* _What is being asked_:
Among the lines below, restate word for word only those from the line with "pub enum OptimizeReply" through the line with "allocate(&request.config, &request.channels, &request.products);", with both end lines kept.

* _Data for this exercise_:
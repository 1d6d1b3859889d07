use std::time::Duration;

use axum::body::Bytes;
use serde_json::Value;
use tracing::{debug, info, warn};

use super::allocation::allocate;
use super::domain::{PlanOutcome, ResponseShape};
use super::metrics::{summarize, ComputationError};
use super::request::{normalize, NormalizedRequest};
use super::response::{format_plan, FormattedPlan};
use super::upstream::{UpstreamOptimizer, UpstreamReply, UpstreamUnavailable};
use super::validation::validate;
use crate::config::OptimizerConfig;

/// Upper bound for the caller-requested latency-testing delay.
pub const MAX_ARTIFICIAL_DELAY: Duration = Duration::from_millis(10_000);

/// Result of running the local pipeline on one request.
#[derive(Debug, Clone, PartialEq)]
pub struct LocalPlan {
    pub request: NormalizedRequest,
    pub outcome: PlanOutcome,
    pub warnings: Vec<String>,
}

/// Per-request knobs supplied outside the body.
#[derive(Debug, Clone, Copy, Default, PartialEq, Eq)]
pub struct OptimizeOptions {
    pub shape: Option<ResponseShape>,
    pub delay: Option<Duration>,
}

impl OptimizeOptions {
    pub fn with_delay_ms(mut self, delay_ms: Option<u64>) -> Self {
        self.delay = delay_ms
            .filter(|ms| *ms > 0)
            .map(|ms| Duration::from_millis(ms).min(MAX_ARTIFICIAL_DELAY));
        self
    }
}

#[derive(Debug, Clone, PartialEq)]
pub enum OptimizeReply {
    Local(FormattedPlan),
    Forwarded(UpstreamReply),
}

#[derive(Debug, thiserror::Error)]
pub enum OptimizeError {
    #[error("validation failed: {}", .0.join("; "))]
    Validation(Vec<String>),
    #[error(transparent)]
    Upstream(#[from] UpstreamUnavailable),
    #[error(transparent)]
    Computation(#[from] ComputationError),
    #[error("optimizer backend is not configured")]
    BackendNotConfigured,
}

/// Runs normalize, validate, allocate and summarize on a parsed body.
pub fn plan_locally(body: &Value) -> Result<LocalPlan, OptimizeError> {
    let request = normalize(body);
    let report = validate(&request);

    for warning in &report.warnings {
        warn!(%warning, "planning request accepted with warning");
    }
    if !report.is_valid() {
        debug!(errors = report.errors.len(), "planning request rejected");
        return Err(OptimizeError::Validation(report.errors));
    }

    let allocation = allocate(&request.config, &request.channels, &request.products);
    let outcome = summarize(request.config.budget, allocation, &request.products)?;

    info!(
        model = request.config.model.label(),
        channels = outcome.channels.len(),
        budget = outcome.summary.budget_available,
        spend = outcome.summary.actual_spend,
        reach = outcome.summary.reach_clients,
        "local allocation computed"
    );

    Ok(LocalPlan {
        request,
        outcome,
        warnings: report.warnings,
    })
}

/// Unparseable bytes degrade to `null`, which normalizes to an empty model.
pub fn parse_body(body: &[u8]) -> Value {
    match serde_json::from_slice(body) {
        Ok(value) => value,
        Err(err) => {
            debug!(error = %err, "request body is not valid JSON");
            Value::Null
        }
    }
}

/// Entry point shared by the HTTP routes: delegates when a backend is
/// configured, otherwise answers with the local engine.
#[derive(Debug, Clone, Default)]
pub struct OptimizeService {
    upstream: Option<UpstreamOptimizer>,
}

impl OptimizeService {
    pub fn local() -> Self {
        Self { upstream: None }
    }

    pub fn delegating(upstream: UpstreamOptimizer) -> Self {
        Self {
            upstream: Some(upstream),
        }
    }

    pub fn from_config(config: &OptimizerConfig) -> Self {
        match config.base_url.as_deref() {
            Some(url) => Self::delegating(UpstreamOptimizer::new(url)),
            None => Self::local(),
        }
    }

    pub fn upstream(&self) -> Option<&UpstreamOptimizer> {
        self.upstream.as_ref()
    }

    pub async fn optimize(
        &self,
        body: Bytes,
        options: OptimizeOptions,
    ) -> Result<OptimizeReply, OptimizeError> {
        if let Some(upstream) = &self.upstream {
            if let Some(delay) = options.delay {
                tokio::time::sleep(delay).await;
            }
            let reply = upstream.optimize(body).await?;
            return Ok(OptimizeReply::Forwarded(reply));
        }

        let plan = plan_locally(&parse_body(&body))?;
        let shape = options
            .shape
            .unwrap_or_else(|| plan.request.preferred_shape());
        Ok(OptimizeReply::Local(format_plan(&plan.outcome, shape)))
    }

    /// CSV export exists only on the external optimizer.
    pub async fn optimize_csv(
        &self,
        body: Bytes,
        options: OptimizeOptions,
    ) -> Result<UpstreamReply, OptimizeError> {
        let upstream = self
            .upstream
            .as_ref()
            .ok_or(OptimizeError::BackendNotConfigured)?;
        if let Some(delay) = options.delay {
            tokio::time::sleep(delay).await;
        }
        Ok(upstream.optimize_csv(body).await?)
    }
}
use clap::Args;
use offer_planner::error::AppError;
use offer_planner::planning::{format_plan, plan_locally, LocalPlan, OptimizeError, ResponseShape};
use std::io::Write;
use std::path::PathBuf;

#[derive(Args, Debug)]
pub(crate) struct PlanArgs {
    /// JSON request file in any accepted dialect
    #[arg(long)]
    pub(crate) input: PathBuf,
    /// Response shape (verbose or compact). Defaults to the request's dialect.
    #[arg(long, value_parser = crate::infra::parse_shape)]
    pub(crate) format: Option<ResponseShape>,
    /// Print the per-channel allocation as CSV instead of JSON
    #[arg(long)]
    pub(crate) csv: bool,
}

pub(crate) fn run_plan(args: PlanArgs) -> Result<(), AppError> {
    let raw = std::fs::read(&args.input)?;
    let body: serde_json::Value = serde_json::from_slice(&raw)?;

    let plan = match plan_locally(&body) {
        Ok(plan) => plan,
        Err(OptimizeError::Validation(messages)) => {
            eprintln!("Request rejected:");
            for message in &messages {
                eprintln!("- {}", message);
            }
            return Err(OptimizeError::Validation(messages).into());
        }
        Err(other) => return Err(other.into()),
    };

    for warning in &plan.warnings {
        eprintln!("warning: {}", warning);
    }

    let stdout = std::io::stdout();
    if args.csv {
        write_channel_csv(&plan, stdout.lock())
    } else {
        write_plan_json(&plan, args.format, stdout.lock())
    }
}

pub(crate) fn write_plan_json<W: Write>(
    plan: &LocalPlan,
    format: Option<ResponseShape>,
    mut out: W,
) -> Result<(), AppError> {
    let shape = format.unwrap_or_else(|| plan.request.preferred_shape());
    serde_json::to_writer_pretty(&mut out, &format_plan(&plan.outcome, shape))
        .map_err(|err| AppError::Io(err.into()))?;
    writeln!(out)?;
    Ok(())
}

pub(crate) fn write_channel_csv<W: Write>(plan: &LocalPlan, out: W) -> Result<(), AppError> {
    let mut writer = csv::Writer::from_writer(out);
    for result in &plan.outcome.channels {
        writer
            .serialize(result)
            .map_err(|err| AppError::Io(err.into()))?;
    }
    writer.flush()?;
    Ok(())
}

* _The completed task_:
pub enum OptimizeReply {
    Local(FormattedPlan),
    Forwarded(UpstreamReply),
}

#[derive(Debug, thiserror::Error)]
pub enum OptimizeError {
    #[error("validation failed: {}", .0.join("; "))]
    Validation(Vec<String>),
    #[error(transparent)]
    Upstream(#[from] UpstreamUnavailable),
    #[error(transparent)]
    Computation(#[from] ComputationError),
    #[error("optimizer backend is not configured")]
    BackendNotConfigured,
}

/// Runs normalize, validate, allocate and summarize on a parsed body.
pub fn plan_locally(body: &Value) -> Result<LocalPlan, OptimizeError> {
    let request = normalize(body);
    let report = validate(&request);

    for warning in &report.warnings {
        warn!(%warning, "planning request accepted with warning");
    }
    if !report.is_valid() {
        debug!(errors = report.errors.len(), "planning request rejected");
        return Err(OptimizeError::Validation(report.errors));
    }

    let allocation = allocate(&request.config, &request.channels, &request.products);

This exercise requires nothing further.